Season 2 showcases more of John Wilson: "We get to know the man behind the camera more this season, and come to understand not merely his personality — conveyed through Wilson’s excellent vocal performance as charmingly off-kilter, as well as open in a way that invites openness from his subjects — but his ambition and his fear," says Daniel D'Addario. "The Albany anecdote, in which Wilson has a close encounter with a widely-known monster of recent true-crime history, gives us a sense of Wilson’s observational skills, his stubbornness, and his flickering need for connection with others. An episode involving a terrible film Wilson made in his youth conveys, with depth and surprising power, the fear of not having created something worthwhile, of putting one’s energy behind something and coming up short. It’s a powerful bit of tape, as is what Wilson ultimately decides to do with the remaining copy of that awful movie he made, a statement of powerful and abiding ambiguity. And that this is conveyed through understatement in the midst of an episode notionally “about” far more pragmatic questions is impressive. Wilson is a collage artist: Through found stories and intriguing counterpoint, he creates images whose power depends on juxtaposition."
John Wilson says he doesn't want to "George Lucas my stuff": “It’s such a strange thing to be finishing something that is locked at a very specific point in a time line, chronologically, in my life,” he says. “But I don’t want to George Lucas my stuff and constantly revisit and update it. I’m glad that it’s a record of a specific moment, even if it’s painful to think about how far you’ve come since then.”

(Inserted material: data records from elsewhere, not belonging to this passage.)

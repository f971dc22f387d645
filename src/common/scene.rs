//! Scenario loading, parsing, and validation logic.
//!
//! A scenario file is JSON and describes one complete experiment: node
//! placement, the propagation model, optional fading, the flows and the stop
//! time. Loading validates the file shape; [`Scene::experiment`] performs the
//! engine's own pre-flight checks.

use anyhow::Context;
use serde::{Deserialize, Serialize};
use std::collections::HashSet;
use std::fs;
use std::path::Path;

use crate::simulation::error::SimResult;
use crate::simulation::experiment::{Experiment, FlowSpec};
use crate::simulation::signal_calculations::{
    DEFAULT_RX_SENSITIVITY_DBM, FadingModel, LossModel, PropagationModel, SPEED_OF_LIGHT,
};
use crate::simulation::stats::FlowId;
use crate::simulation::topology::{Node, Topology};

const MAX_NODES: usize = 10_000;
const MIN_TX_POWER_DBM: f64 = -50.0;
const MAX_TX_POWER_DBM: f64 = 60.0;

/// Error type for scene loading failures.
#[derive(Debug, thiserror::Error)]
pub enum SceneLoadError {
    #[error("Failed to read file: {0}")]
    FileRead(String),
    #[error("Failed to parse JSON: {0}")]
    Parse(String),
    #[error("Validation error: {0}")]
    Validation(String),
}

/// Nodes `0..count` placed on the x axis.
#[derive(Debug, Clone, PartialEq, Serialize, Deserialize)]
pub struct LineLayout {
    pub count: u32,
    /// Distance between neighbouring nodes, metres.
    pub spacing: f64,
    #[serde(default)]
    pub height: f64,
}

/// One flow as written in the scenario file. Times are seconds.
#[derive(Debug, Clone, PartialEq, Serialize, Deserialize)]
pub struct FlowEntry {
    pub source: u32,
    pub destination: u32,
    #[serde(default = "default_port")]
    pub port: u16,
    /// Overrides the endpoint-based flow id.
    #[serde(default)]
    pub label: Option<String>,
    pub start: f64,
    pub stop: f64,
    pub data_rate_bps: f64,
    pub packet_size: u32,
    #[serde(default)]
    pub observation_start: Option<f64>,
    #[serde(default)]
    pub observation_end: Option<f64>,
}

fn default_port() -> u16 {
    9
}

fn default_sensitivity() -> f64 {
    DEFAULT_RX_SENSITIVITY_DBM
}

fn default_speed() -> f64 {
    SPEED_OF_LIGHT
}

fn default_seed() -> u64 {
    1
}

/// Root structure of a scenario file.
#[derive(Debug, Clone, PartialEq, Serialize, Deserialize)]
pub struct Scene {
    /// Path loss model and its parameters.
    pub model: LossModel,
    #[serde(default = "default_sensitivity")]
    pub rx_sensitivity_dbm: f64,
    #[serde(default)]
    pub fading: Option<FadingModel>,
    #[serde(default = "default_speed")]
    pub propagation_speed: f64,
    /// Explicit node list. Mutually exclusive with `layout`.
    #[serde(default)]
    pub nodes: Vec<Node>,
    #[serde(default)]
    pub layout: Option<LineLayout>,
    pub flows: Vec<FlowEntry>,
    pub stop_time: f64,
    #[serde(default = "default_seed")]
    pub seed: u64,
}

impl From<&FlowEntry> for FlowSpec {
    fn from(entry: &FlowEntry) -> Self {
        let mut spec = FlowSpec::new(entry.source, entry.destination, entry.port)
            .active(entry.start, entry.stop)
            .with_rate(entry.data_rate_bps)
            .with_packet_size(entry.packet_size);
        if let Some(label) = &entry.label {
            spec = spec.with_label(label.clone());
        }
        if let (Some(from), Some(to)) = (entry.observation_start, entry.observation_end) {
            spec = spec.observe(from, to);
        }
        spec
    }
}

impl FlowEntry {
    pub fn id(&self) -> FlowId {
        match &self.label {
            Some(label) => FlowId::label(label.clone()),
            None => FlowId::endpoints(self.source, self.destination, self.port),
        }
    }
}

impl Scene {
    pub fn from_json(data: &str) -> Result<Self, SceneLoadError> {
        let scene: Scene = serde_json::from_str(data)
            .context("Invalid JSON format")
            .map_err(|e| SceneLoadError::Parse(format!("{e:#}")))?;
        validate_scene(&scene).map_err(SceneLoadError::Validation)?;
        Ok(scene)
    }

    pub fn topology(&self) -> SimResult<Topology> {
        match &self.layout {
            Some(layout) => Topology::line(layout.count, layout.spacing, layout.height),
            None => Topology::from_nodes(self.nodes.iter().cloned()),
        }
    }

    pub fn propagation_model(&self) -> SimResult<PropagationModel> {
        PropagationModel::new(self.model.clone())?.with_rx_sensitivity(self.rx_sensitivity_dbm)
    }

    pub fn flow_specs(&self) -> Vec<FlowSpec> {
        self.flows.iter().map(FlowSpec::from).collect()
    }

    /// Build a validated experiment from this scene.
    pub fn experiment(&self) -> SimResult<Experiment> {
        Experiment::builder(self.topology()?, self.propagation_model()?)
            .flows(self.flow_specs())
            .stop_time(self.stop_time)
            .seed(self.seed)
            .fading(self.fading.clone())
            .propagation_speed(self.propagation_speed)
            .build()
    }
}

/// Load and parse a scene from a file.
pub fn load_scene(path: &Path) -> Result<Scene, SceneLoadError> {
    let data = fs::read_to_string(path)
        .with_context(|| format!("Failed to read file: {}", path.display()))
        .map_err(|e| SceneLoadError::FileRead(format!("{e:#}")))?;
    let scene = Scene::from_json(&data)?;
    log::debug!(
        "loaded scene {}: {} model, {} flows, stop at {}s",
        path.display(),
        scene.model.name(),
        scene.flows.len(),
        scene.stop_time
    );
    Ok(scene)
}

/// Check the shape of a parsed scene.
///
/// Physical checks (reachability, model domains, rates) are left to the
/// experiment builder.
pub fn validate_scene(scene: &Scene) -> Result<(), String> {
    match (&scene.layout, scene.nodes.is_empty()) {
        (Some(_), false) => return Err("Scene must use either 'nodes' or 'layout', not both".to_string()),
        (None, true) => return Err("Scene must contain at least one node".to_string()),
        _ => {}
    }

    if let Some(layout) = &scene.layout {
        if layout.count == 0 || layout.count as usize > MAX_NODES {
            return Err(format!("Layout count {} must be between 1 and {}", layout.count, MAX_NODES));
        }
        if !(layout.spacing.is_finite() && layout.spacing > 0.0) {
            return Err(format!("Invalid layout spacing {}, must be positive", layout.spacing));
        }
    }

    if scene.nodes.len() > MAX_NODES {
        return Err(format!("Node count {} exceeds maximum of {}", scene.nodes.len(), MAX_NODES));
    }
    let mut node_ids = HashSet::new();
    for node in &scene.nodes {
        if !node_ids.insert(node.node_id) {
            return Err(format!("Duplicate node_id found: {}", node.node_id));
        }
        if !(MIN_TX_POWER_DBM..=MAX_TX_POWER_DBM).contains(&node.tx_power_dbm) {
            return Err(format!(
                "Node {} tx_power_dbm {} outside realistic range ({} to {} dBm)",
                node.node_id, node.tx_power_dbm, MIN_TX_POWER_DBM, MAX_TX_POWER_DBM
            ));
        }
    }

    if scene.flows.is_empty() {
        return Err("Scene must contain at least one flow".to_string());
    }
    for (idx, flow) in scene.flows.iter().enumerate() {
        if flow.observation_start.is_some() != flow.observation_end.is_some() {
            return Err(format!("Flow {idx} must set both observation_start and observation_end or neither"));
        }
    }

    if !(scene.stop_time.is_finite() && scene.stop_time > 0.0) {
        return Err(format!("Invalid stop_time {}, must be positive", scene.stop_time));
    }

    Ok(())
}

#[cfg(test)]
mod tests {
    use super::*;
    use std::io::Write;

    const TWO_NODE_FRIIS: &str = r#"{
        "model": { "model": "friis" },
        "layout": { "count": 2, "spacing": 50.0 },
        "flows": [
            { "source": 0, "destination": 1, "start": 1.0, "stop": 10.0,
              "data_rate_bps": 1000000, "packet_size": 1000 }
        ],
        "stop_time": 10.0
    }"#;

    #[test]
    fn loads_scene_from_file() {
        let mut file = tempfile::NamedTempFile::new().unwrap();
        file.write_all(TWO_NODE_FRIIS.as_bytes()).unwrap();
        let scene = load_scene(file.path()).unwrap();
        assert_eq!(scene.rx_sensitivity_dbm, DEFAULT_RX_SENSITIVITY_DBM);
        assert_eq!(scene.seed, 1);
        assert_eq!(scene.flows[0].port, 9);
        assert_eq!(scene.flows[0].id(), FlowId::endpoints(0, 1, 9));

        let report = scene.experiment().unwrap().run().unwrap();
        assert_eq!(report.counters(&scene.flows[0].id()).unwrap().bytes_received, 1_125_000);
    }

    #[test]
    fn missing_file_is_a_read_error() {
        let dir = tempfile::tempdir().unwrap();
        let err = load_scene(&dir.path().join("absent.json")).unwrap_err();
        assert!(matches!(err, SceneLoadError::FileRead(_)));
    }

    #[test]
    fn malformed_json_is_a_parse_error() {
        assert!(matches!(Scene::from_json("{ not json"), Err(SceneLoadError::Parse(_))));
        let unknown_model = TWO_NODE_FRIIS.replace("\"friis\"", "\"okumura\"");
        assert!(matches!(Scene::from_json(&unknown_model), Err(SceneLoadError::Parse(_))));
    }

    #[test]
    fn explicit_nodes_and_model_parameters() {
        let scene = Scene::from_json(
            r#"{
                "model": { "model": "cost231_hata", "city_size": "large", "c_db": 3.0 },
                "rx_sensitivity_dbm": -95.0,
                "fading": { "fading": "shadowing", "sigma_db": 4.0 },
                "nodes": [
                    { "node_id": 7, "position": { "x": 0.0, "y": 0.0 }, "tx_power_dbm": 43.0 },
                    { "node_id": 8, "position": { "x": 1200.0, "y": 500.0, "z": 2.0 } }
                ],
                "flows": [
                    { "source": 7, "destination": 8, "label": "downlink", "start": 0.5, "stop": 4.0,
                      "data_rate_bps": 500000, "packet_size": 512,
                      "observation_start": 1.0, "observation_end": 4.0 }
                ],
                "stop_time": 5.0,
                "seed": 99
            }"#,
        )
        .unwrap();
        assert_eq!(scene.model.name(), "cost231_hata");
        assert_eq!(scene.topology().unwrap().len(), 2);
        let spec = &scene.flow_specs()[0];
        assert_eq!(spec.id, FlowId::label("downlink"));
        assert_eq!(spec.observation, Some((1.0, 4.0)));
        let experiment = scene.experiment().unwrap();
        assert_eq!(experiment.seed(), 99);
    }

    #[test]
    fn validation_rejects_bad_shapes() {
        let cases = [
            TWO_NODE_FRIIS.replace("\"stop_time\": 10.0", "\"stop_time\": 0.0"),
            TWO_NODE_FRIIS.replace("\"spacing\": 50.0", "\"spacing\": -5.0"),
            TWO_NODE_FRIIS.replace(
                "\"layout\": { \"count\": 2, \"spacing\": 50.0 }",
                "\"nodes\": [{ \"node_id\": 1, \"position\": { \"x\": 0, \"y\": 0 } }, { \"node_id\": 1, \"position\": { \"x\": 5, \"y\": 0 } }]",
            ),
            TWO_NODE_FRIIS.replace("\"packet_size\": 1000 }", "\"packet_size\": 1000, \"observation_start\": 2.0 }"),
            TWO_NODE_FRIIS.replace(
                "\"flows\": [",
                "\"nodes\": [{ \"node_id\": 0, \"position\": { \"x\": 0, \"y\": 0 } }], \"flows\": [",
            ),
        ];
        for json in cases {
            let err = Scene::from_json(&json).unwrap_err();
            assert!(matches!(err, SceneLoadError::Validation(_)), "{json}: {err}");
        }
    }

    #[test]
    fn engine_errors_surface_from_experiment() {
        let scene = Scene::from_json(&TWO_NODE_FRIIS.replace("\"destination\": 1", "\"destination\": 5")).unwrap();
        assert!(scene.experiment().is_err());
    }
}
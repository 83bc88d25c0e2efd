//! Error types for the mango task manager

use thiserror::Error;

/// Core error type for mango operations
#[derive(Error, Debug)]
pub enum Error {
    /// Command name not present in the registry
    #[error("{0} is not defined")]
    UnknownCommand(String),

    /// Empty argument vector handed to the dispatcher
    #[error("no command given")]
    MissingCommand,

    /// Invalid input or arguments
    #[error("Invalid input: {0}")]
    InvalidInput(String),

    /// Task not found
    #[error("Task not found: {0}")]
    TaskNotFound(u64),

    /// I/O errors
    #[error("I/O error: {0}")]
    Io(#[from] std::io::Error),

    /// Serialization/deserialization errors
    #[error("Serialization error: {0}")]
    Serialization(String),

    /// Generic error
    #[error("{0}")]
    Other(String),
}

/// Result type alias for mango operations
pub type Result<T> = std::result::Result<T, Error>;

impl From<serde_json::Error> for Error {
    fn from(err: serde_json::Error) -> Self {
        Error::Serialization(err.to_string())
    }
}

How did Wilson deal with all the acclaim for Season 1?: "I really try not to let it get to my head and my day-to-day, honestly, hasn’t really changed that much," says Wilson. "I am still just in my apartment. Like if I’m filming sausages in a frying pan, that usually doesn’t change. But I don’t know. I mean people that I talk to in season two; some of them have definitely seen season one. And it actually helped a lot of the time, because there’s almost like this proof of concept now and they understand what the tone is in a way that they didn’t in season one. Like in season one, I think some people were kind of suspicious sometimes because they were only familiar with the kind of Sascha Baron Cohen (style), you know? And even though Nathan (Felder, show producer) is a genius and involved, his show is tonally different than mine, so it’s like when they look that up, they just don’t really understand how they’re going to be treated. Yeah, (that familiarity) opened more doors this season than I ever thought it would."